◆ EXERCISE INSTRUCTIONS: What lines below hold the string "match"? Copy them all.

◆ ◆ ◆ ◆ ◆

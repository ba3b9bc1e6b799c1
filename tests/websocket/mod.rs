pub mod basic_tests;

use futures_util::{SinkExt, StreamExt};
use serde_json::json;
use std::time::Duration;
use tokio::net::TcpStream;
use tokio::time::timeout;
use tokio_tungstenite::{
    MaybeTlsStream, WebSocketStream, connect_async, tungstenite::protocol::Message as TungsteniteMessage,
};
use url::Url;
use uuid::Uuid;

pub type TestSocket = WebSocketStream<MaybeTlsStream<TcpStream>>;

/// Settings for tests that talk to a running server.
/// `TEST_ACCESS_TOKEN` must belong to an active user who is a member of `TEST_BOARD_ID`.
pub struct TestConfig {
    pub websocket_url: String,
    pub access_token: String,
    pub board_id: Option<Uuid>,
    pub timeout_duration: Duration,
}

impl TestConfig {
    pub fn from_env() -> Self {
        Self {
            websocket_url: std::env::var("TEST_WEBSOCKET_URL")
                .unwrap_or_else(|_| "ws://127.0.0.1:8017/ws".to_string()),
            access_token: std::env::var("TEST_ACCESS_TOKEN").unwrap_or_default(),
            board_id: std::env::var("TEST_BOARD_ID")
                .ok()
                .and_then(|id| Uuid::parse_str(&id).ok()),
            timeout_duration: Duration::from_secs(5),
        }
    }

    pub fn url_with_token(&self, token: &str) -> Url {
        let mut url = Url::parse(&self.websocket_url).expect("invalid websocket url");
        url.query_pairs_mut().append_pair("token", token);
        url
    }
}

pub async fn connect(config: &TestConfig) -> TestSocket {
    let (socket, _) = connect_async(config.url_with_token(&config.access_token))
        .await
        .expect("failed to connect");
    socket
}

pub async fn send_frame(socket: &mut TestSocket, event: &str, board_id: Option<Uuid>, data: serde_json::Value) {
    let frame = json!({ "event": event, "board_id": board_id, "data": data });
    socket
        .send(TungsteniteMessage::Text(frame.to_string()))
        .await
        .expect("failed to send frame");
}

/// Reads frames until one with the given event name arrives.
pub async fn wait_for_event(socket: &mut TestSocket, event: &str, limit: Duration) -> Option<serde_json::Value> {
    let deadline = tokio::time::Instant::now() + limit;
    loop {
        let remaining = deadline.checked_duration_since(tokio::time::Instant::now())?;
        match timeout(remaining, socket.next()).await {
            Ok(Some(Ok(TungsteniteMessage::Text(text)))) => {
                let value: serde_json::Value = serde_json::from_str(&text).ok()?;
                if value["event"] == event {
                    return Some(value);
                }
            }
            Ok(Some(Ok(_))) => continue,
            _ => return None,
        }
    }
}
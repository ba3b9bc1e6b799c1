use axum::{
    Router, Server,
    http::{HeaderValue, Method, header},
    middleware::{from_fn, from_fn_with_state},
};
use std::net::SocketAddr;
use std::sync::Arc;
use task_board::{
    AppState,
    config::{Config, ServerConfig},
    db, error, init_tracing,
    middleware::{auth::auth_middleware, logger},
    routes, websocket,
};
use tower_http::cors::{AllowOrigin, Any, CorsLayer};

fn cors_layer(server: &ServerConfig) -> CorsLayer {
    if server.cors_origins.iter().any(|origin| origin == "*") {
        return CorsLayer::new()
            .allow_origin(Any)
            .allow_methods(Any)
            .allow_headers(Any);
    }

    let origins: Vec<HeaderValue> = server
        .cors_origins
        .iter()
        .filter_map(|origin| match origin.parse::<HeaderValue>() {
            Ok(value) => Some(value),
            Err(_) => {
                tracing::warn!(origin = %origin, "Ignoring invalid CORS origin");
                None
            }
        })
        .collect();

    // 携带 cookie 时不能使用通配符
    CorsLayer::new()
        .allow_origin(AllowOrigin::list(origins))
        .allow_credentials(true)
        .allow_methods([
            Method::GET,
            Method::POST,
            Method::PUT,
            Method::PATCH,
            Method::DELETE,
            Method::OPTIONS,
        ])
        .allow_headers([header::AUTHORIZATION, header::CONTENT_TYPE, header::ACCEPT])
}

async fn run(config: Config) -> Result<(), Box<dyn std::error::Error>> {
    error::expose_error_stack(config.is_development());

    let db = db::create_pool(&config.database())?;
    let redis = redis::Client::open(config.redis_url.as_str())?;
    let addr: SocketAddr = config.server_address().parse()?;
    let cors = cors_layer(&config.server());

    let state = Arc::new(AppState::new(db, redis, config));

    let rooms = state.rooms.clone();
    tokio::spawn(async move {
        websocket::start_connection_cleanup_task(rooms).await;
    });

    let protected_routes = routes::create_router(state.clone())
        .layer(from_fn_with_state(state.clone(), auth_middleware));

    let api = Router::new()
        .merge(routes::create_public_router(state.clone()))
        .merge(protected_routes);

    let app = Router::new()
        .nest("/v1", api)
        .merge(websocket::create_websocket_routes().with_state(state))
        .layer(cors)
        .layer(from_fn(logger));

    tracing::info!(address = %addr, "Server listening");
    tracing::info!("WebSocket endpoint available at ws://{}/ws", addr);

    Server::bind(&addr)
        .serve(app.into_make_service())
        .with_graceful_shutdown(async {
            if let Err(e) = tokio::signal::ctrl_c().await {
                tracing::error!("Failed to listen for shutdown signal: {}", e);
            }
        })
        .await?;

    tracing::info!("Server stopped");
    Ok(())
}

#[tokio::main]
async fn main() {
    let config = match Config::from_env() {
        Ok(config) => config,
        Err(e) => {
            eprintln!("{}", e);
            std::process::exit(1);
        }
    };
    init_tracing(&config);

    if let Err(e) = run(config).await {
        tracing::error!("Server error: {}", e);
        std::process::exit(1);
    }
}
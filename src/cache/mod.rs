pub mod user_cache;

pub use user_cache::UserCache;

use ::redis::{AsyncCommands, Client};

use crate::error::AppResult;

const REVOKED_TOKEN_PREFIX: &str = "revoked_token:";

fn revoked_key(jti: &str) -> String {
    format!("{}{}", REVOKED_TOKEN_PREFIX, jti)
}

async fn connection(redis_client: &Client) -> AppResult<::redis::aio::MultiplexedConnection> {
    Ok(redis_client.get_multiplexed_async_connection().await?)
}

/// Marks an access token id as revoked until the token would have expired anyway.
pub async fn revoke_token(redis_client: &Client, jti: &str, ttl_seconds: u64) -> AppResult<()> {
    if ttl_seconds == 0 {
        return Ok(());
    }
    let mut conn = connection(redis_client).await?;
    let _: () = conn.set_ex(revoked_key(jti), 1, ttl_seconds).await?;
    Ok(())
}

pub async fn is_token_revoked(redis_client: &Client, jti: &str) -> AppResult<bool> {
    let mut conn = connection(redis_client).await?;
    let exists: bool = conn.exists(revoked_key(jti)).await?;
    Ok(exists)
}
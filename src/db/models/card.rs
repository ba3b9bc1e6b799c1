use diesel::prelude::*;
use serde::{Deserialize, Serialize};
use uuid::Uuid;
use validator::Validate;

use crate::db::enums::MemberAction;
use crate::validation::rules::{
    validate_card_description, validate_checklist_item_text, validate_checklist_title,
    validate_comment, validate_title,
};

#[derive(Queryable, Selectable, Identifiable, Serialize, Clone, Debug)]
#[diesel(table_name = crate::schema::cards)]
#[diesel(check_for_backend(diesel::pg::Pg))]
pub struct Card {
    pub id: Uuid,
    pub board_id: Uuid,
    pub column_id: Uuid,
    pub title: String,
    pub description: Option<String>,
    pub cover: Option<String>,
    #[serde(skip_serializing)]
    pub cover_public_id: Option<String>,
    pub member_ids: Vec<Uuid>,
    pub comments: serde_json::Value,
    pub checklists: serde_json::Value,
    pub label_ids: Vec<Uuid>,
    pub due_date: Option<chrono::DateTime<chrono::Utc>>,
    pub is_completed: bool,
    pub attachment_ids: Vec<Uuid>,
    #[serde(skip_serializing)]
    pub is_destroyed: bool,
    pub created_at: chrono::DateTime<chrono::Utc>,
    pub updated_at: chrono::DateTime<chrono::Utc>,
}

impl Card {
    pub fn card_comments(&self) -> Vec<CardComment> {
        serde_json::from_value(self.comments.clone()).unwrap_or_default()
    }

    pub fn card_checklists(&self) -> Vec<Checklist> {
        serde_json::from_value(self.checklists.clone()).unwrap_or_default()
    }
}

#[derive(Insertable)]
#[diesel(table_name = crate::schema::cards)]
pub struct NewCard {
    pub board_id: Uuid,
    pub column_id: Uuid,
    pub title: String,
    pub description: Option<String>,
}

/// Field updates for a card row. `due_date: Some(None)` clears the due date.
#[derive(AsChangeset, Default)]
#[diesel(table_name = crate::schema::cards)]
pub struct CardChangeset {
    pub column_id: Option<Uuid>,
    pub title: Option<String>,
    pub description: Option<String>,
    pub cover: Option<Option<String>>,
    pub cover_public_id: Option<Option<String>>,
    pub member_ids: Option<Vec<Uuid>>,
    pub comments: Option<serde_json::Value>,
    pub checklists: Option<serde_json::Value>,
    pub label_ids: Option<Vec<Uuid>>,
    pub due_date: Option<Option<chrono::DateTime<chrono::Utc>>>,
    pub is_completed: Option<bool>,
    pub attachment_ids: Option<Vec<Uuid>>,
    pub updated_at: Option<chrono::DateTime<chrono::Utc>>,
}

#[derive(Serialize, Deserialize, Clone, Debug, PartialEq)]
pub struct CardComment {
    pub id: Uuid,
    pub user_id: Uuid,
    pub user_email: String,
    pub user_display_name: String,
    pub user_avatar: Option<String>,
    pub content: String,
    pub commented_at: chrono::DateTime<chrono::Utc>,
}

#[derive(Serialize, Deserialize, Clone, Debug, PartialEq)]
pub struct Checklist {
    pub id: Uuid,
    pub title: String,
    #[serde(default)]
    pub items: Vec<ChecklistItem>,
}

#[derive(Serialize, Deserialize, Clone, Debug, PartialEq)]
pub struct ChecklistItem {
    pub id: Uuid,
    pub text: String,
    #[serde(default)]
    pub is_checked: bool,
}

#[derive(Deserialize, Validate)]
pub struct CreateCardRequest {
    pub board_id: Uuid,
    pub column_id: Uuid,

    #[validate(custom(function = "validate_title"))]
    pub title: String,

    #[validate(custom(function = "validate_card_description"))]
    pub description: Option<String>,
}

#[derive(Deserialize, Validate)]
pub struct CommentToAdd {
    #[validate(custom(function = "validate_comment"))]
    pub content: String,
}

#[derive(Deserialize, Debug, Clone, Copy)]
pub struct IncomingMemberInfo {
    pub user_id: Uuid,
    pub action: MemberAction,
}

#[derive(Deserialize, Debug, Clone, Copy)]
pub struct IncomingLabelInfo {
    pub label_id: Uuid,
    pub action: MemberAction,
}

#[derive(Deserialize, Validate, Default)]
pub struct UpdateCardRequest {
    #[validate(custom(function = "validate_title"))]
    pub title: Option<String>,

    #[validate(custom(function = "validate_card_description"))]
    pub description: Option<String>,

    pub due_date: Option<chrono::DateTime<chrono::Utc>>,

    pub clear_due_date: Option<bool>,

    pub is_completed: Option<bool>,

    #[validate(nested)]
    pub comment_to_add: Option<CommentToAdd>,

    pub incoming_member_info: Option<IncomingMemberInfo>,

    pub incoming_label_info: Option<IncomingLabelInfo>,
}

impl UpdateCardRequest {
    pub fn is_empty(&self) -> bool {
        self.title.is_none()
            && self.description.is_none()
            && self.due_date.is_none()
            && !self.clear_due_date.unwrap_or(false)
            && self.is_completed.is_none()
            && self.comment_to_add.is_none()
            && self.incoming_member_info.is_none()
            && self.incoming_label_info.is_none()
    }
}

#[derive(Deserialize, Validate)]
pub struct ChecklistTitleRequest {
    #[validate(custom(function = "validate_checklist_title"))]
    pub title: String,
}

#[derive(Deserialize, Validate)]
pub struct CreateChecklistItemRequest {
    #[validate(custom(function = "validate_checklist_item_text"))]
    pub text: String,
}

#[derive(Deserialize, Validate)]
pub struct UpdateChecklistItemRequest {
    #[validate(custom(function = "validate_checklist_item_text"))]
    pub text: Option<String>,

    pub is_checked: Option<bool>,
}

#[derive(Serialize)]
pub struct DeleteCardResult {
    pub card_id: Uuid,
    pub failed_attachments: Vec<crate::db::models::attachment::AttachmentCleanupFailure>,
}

◆ ◆ ◆ ◆ ◆

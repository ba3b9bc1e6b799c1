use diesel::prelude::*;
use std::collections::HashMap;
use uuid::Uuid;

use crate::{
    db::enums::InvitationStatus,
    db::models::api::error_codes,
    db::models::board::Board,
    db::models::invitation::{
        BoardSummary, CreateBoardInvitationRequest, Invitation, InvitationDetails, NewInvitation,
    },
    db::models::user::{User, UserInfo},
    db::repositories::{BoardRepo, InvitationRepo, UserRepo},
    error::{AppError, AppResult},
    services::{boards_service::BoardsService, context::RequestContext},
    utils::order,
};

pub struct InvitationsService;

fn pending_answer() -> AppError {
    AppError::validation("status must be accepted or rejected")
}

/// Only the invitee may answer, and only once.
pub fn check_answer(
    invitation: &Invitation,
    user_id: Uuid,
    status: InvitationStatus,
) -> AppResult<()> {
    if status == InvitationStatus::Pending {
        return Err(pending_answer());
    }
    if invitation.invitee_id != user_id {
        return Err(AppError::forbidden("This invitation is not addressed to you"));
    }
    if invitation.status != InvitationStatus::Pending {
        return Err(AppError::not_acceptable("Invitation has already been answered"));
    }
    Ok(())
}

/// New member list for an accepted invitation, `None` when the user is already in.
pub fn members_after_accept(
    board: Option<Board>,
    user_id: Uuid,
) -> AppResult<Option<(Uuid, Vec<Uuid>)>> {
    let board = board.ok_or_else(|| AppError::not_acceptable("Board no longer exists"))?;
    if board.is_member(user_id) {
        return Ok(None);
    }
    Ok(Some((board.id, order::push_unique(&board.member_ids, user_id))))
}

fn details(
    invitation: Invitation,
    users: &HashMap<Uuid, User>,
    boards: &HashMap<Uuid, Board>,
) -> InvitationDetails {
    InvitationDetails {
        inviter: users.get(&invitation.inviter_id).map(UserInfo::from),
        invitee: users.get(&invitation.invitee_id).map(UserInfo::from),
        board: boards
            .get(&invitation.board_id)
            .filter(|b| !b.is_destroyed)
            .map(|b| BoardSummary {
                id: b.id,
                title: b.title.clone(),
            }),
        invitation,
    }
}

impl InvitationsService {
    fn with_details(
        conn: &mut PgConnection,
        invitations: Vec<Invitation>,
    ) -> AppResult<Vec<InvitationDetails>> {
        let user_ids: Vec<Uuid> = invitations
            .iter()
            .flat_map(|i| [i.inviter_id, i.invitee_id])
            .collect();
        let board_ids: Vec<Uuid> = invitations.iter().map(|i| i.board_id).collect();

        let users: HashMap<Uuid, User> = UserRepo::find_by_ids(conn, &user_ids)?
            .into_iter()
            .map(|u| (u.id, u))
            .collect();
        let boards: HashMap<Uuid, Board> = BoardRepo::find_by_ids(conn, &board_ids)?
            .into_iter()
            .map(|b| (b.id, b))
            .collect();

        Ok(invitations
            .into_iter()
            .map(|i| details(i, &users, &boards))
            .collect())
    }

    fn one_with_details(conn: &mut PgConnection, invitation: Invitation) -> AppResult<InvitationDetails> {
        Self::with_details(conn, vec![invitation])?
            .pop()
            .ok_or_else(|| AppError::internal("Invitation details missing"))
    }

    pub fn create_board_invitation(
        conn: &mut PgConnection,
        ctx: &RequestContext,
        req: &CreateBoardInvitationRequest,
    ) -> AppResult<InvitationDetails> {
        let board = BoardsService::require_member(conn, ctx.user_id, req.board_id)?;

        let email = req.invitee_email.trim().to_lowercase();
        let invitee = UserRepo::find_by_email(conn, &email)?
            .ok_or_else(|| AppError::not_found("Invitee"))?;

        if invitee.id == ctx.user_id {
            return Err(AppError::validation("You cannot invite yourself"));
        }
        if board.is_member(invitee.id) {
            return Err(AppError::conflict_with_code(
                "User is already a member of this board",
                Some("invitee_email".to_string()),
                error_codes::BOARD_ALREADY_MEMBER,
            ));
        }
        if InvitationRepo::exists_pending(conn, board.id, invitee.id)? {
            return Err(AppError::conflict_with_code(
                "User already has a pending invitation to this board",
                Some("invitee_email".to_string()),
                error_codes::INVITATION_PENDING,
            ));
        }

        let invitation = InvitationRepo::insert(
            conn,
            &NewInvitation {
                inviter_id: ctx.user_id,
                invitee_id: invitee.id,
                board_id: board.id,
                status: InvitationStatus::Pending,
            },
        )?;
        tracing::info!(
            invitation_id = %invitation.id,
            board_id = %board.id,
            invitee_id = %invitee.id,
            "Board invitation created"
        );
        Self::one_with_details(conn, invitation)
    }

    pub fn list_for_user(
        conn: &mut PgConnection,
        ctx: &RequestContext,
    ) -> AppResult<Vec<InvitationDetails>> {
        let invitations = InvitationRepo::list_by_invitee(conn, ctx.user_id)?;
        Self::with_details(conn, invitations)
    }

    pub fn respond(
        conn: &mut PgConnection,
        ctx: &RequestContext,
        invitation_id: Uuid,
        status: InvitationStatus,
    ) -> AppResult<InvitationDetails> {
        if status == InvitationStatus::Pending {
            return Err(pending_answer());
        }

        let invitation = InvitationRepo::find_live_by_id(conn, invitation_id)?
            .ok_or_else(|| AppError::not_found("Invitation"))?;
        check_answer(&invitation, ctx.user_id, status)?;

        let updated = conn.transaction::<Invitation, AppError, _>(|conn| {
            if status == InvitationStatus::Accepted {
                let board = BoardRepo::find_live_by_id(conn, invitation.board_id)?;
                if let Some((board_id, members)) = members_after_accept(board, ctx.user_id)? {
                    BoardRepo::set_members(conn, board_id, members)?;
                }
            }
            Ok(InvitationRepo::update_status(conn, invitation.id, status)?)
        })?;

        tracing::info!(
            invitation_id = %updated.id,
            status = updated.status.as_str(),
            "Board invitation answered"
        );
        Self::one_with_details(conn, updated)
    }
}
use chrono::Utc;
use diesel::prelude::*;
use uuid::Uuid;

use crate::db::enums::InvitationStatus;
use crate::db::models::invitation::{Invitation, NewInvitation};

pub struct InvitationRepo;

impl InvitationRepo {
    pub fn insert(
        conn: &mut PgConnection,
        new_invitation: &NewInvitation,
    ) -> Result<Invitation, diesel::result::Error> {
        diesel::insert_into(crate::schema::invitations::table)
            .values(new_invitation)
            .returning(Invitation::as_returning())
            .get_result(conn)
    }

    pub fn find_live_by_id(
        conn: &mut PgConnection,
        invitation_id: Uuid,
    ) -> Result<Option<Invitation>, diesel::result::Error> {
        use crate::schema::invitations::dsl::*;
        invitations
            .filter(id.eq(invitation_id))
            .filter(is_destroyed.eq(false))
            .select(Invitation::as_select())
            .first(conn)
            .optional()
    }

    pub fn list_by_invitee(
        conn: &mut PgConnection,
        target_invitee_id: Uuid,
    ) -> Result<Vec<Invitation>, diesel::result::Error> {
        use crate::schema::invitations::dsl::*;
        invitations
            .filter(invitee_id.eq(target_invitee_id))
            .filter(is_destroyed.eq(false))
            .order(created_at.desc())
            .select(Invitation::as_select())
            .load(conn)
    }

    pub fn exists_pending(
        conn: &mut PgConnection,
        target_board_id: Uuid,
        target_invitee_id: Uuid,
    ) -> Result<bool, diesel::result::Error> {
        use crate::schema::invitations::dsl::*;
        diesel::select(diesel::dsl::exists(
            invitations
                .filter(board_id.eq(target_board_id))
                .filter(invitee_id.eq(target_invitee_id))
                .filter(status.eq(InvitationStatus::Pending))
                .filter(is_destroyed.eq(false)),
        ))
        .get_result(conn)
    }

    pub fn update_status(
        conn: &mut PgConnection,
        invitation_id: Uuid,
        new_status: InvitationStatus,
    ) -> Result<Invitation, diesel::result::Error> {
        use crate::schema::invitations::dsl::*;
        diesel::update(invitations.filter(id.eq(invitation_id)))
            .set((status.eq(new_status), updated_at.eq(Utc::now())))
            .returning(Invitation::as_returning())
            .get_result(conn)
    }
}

◆ ◆ ◆ ◆ ◆

◆ OUTPUT BELOW:
        match timeout(remaining, socket.next()).await {
        .filter_map(|origin| match origin.parse::<HeaderValue>() {
    let config = match Config::from_env() {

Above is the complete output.